The Army began disinterring the remains of eight Native American children who died at a government-run boarding school at the Carlisle Barracks, with the children’s closest living relatives poised to take custody.
The disinterment process, which began over the weekend, is the fifth at Carlisle since 2017. More than 20 sets of Native remains were transferred to family members in earlier rounds.
The children had lived at the Carlisle Indian Industrial School, where thousands of Native children were taken from their families and forced to assimilate to white society as a matter of U.S. policy _ their hair cut and their clothing, language and culture stripped. More than 10,000 children from more than 140 tribes passed through the school between 1879 and 1918, including famous Olympian Jim Thorpe.
“If you survived this experience and were able to go back home, you were a stranger.

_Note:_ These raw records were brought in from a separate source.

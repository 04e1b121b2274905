// groups.rs - Shared-checklist deduplication

use crate::data::Checklist;
use rand::seq::SliceRandom;
use rand::Rng;
use regex::Regex;
use serde::Serialize;
use std::collections::BTreeMap;

/// Outcome of one deduplication pass
#[derive(Debug, Clone, Default, Serialize)]
pub struct GroupSummary {
    pub groups: usize,
    pub removed_duplicates: usize,
    /// Group ids that did not match the configured pattern (treated as ungrouped)
    pub unmatched_ids: usize,
}

/// Keep one uniformly chosen checklist per group identifier.
///
/// Members are visited in checklist-id order so a given RNG state always picks the
/// same representative. Checklists without a group id are left untouched. When
/// `pattern` is set, only ids matching it are treated as groups.
pub fn deduplicate_groups<R: Rng + ?Sized>(
    checklists: &mut BTreeMap<String, Checklist>,
    pattern: Option<&Regex>,
    rng: &mut R,
) -> GroupSummary {
    let mut summary = GroupSummary::default();
    let mut groups: BTreeMap<&str, Vec<&str>> = BTreeMap::new();

    for (id, checklist) in checklists.iter() {
        if let Some(group) = checklist.group_identifier.as_deref() {
            if pattern.map_or(true, |p| p.is_match(group)) {
                groups.entry(group).or_default().push(id.as_str());
            } else {
                summary.unmatched_ids += 1;
            }
        }
    }
    summary.groups = groups.len();

    let mut drop: Vec<String> = Vec::new();
    for members in groups.values() {
        if let Some(keep) = members.choose(rng) {
            drop.extend(
                members
                    .iter()
                    .filter(|id| *id != keep)
                    .map(|id| id.to_string()),
            );
        }
    }

    summary.removed_duplicates = drop.len();
    for id in drop {
        checklists.remove(&id);
    }
    summary
}

#[cfg(test)]
mod tests {
    use super::*;
    use crate::data::observation::{parse_date, RawObservation};
    use rand::rngs::SmallRng;
    use rand::SeedableRng;

    fn checklist(id: &str, group: Option<&str>) -> Checklist {
        let row = RawObservation {
            checklist_id: id.to_string(),
            group_identifier: group.map(|g| g.to_string()),
            ..Default::default()
        };
        Checklist::from_row(&row, parse_date("2021-01-01").unwrap())
    }

    fn fixture() -> BTreeMap<String, Checklist> {
        [
            checklist("S1", Some("G1")),
            checklist("S2", Some("G1")),
            checklist("S3", Some("G1")),
            checklist("S4", Some("G2")),
            checklist("S5", Some("G2")),
            checklist("S6", None),
            checklist("S7", None),
        ]
        .into_iter()
        .map(|c| (c.id.clone(), c))
        .collect()
    }

    #[test]
    fn test_one_checklist_per_group() {
        for seed in 0..20 {
            let mut checklists = fixture();
            let mut rng = SmallRng::seed_from_u64(seed);
            let summary = deduplicate_groups(&mut checklists, None, &mut rng);

            assert_eq!(summary.groups, 2);
            assert_eq!(summary.removed_duplicates, 3);
            for group in ["G1", "G2"] {
                let kept = checklists
                    .values()
                    .filter(|c| c.group_identifier.as_deref() == Some(group))
                    .count();
                assert_eq!(kept, 1);
            }
            assert!(checklists.contains_key("S6"));
            assert!(checklists.contains_key("S7"));
            assert_eq!(checklists.len(), 4);
        }
    }

    #[test]
    fn test_same_seed_same_choice() {
        let mut a = fixture();
        let mut b = fixture();
        deduplicate_groups(&mut a, None, &mut SmallRng::seed_from_u64(9));
        deduplicate_groups(&mut b, None, &mut SmallRng::seed_from_u64(9));
        let ids_a: Vec<_> = a.keys().collect();
        let ids_b: Vec<_> = b.keys().collect();
        assert_eq!(ids_a, ids_b);
    }

    #[test]
    fn test_pattern_excludes_non_matching_ids() {
        let mut checklists = fixture();
        checklists.insert("S8".to_string(), checklist("S8", Some("shared-1")));
        checklists.insert("S9".to_string(), checklist("S9", Some("shared-1")));
        let pattern = Regex::new(r"^G\d+$").unwrap();
        let summary =
            deduplicate_groups(&mut checklists, Some(&pattern), &mut SmallRng::seed_from_u64(1));

        assert_eq!(summary.groups, 2);
        assert_eq!(summary.unmatched_ids, 2);
        assert!(checklists.contains_key("S8"));
        assert!(checklists.contains_key("S9"));
    }
}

You couldn’t even speak the language your parents spoke,” said Rae Skenandore, of the Oneida Nation in Wisconsin. She is a relative of Paul Wheelock, one of the children whose remains will be disinterred.
The off-reservation government boarding schools — Carlisle was the first, with 24 more that followed — “ripped apart tribes and communities and families,” said Skenandore, adding she lost part of her own culture and language as a result. “I don’t know if we can ever forgive.”
She and her mother, 83-year-old Loretta Webster, plan to make the trip to Carlisle later this month. Webster said her own father ran away from a similar boarding school in Wisconsin when he was 12.
“It was like a a prison camp, what they were putting these little kids in,” Webster said. “It’s a part of our history that’s really traumatic and still affects the community today.”
The children to be disinterred came from the Washoe, Catawba, Umpqua, Ute, Oneida and Aleut tribes. The sex and approximate age of each child will be verified, according to Renea Yates, director of the Office of Army Cemeteries, with archeological and anthropological support from the U.S. Army Corps of Engineers.
“We conduct a very dignified disinterment of each child … and then we do a very dignified transfer ceremony, sending the children back with their families,” Yates said.
The small cemetery has been enclosed with privacy fencing during the disinterment process, which is expected to conclude in July.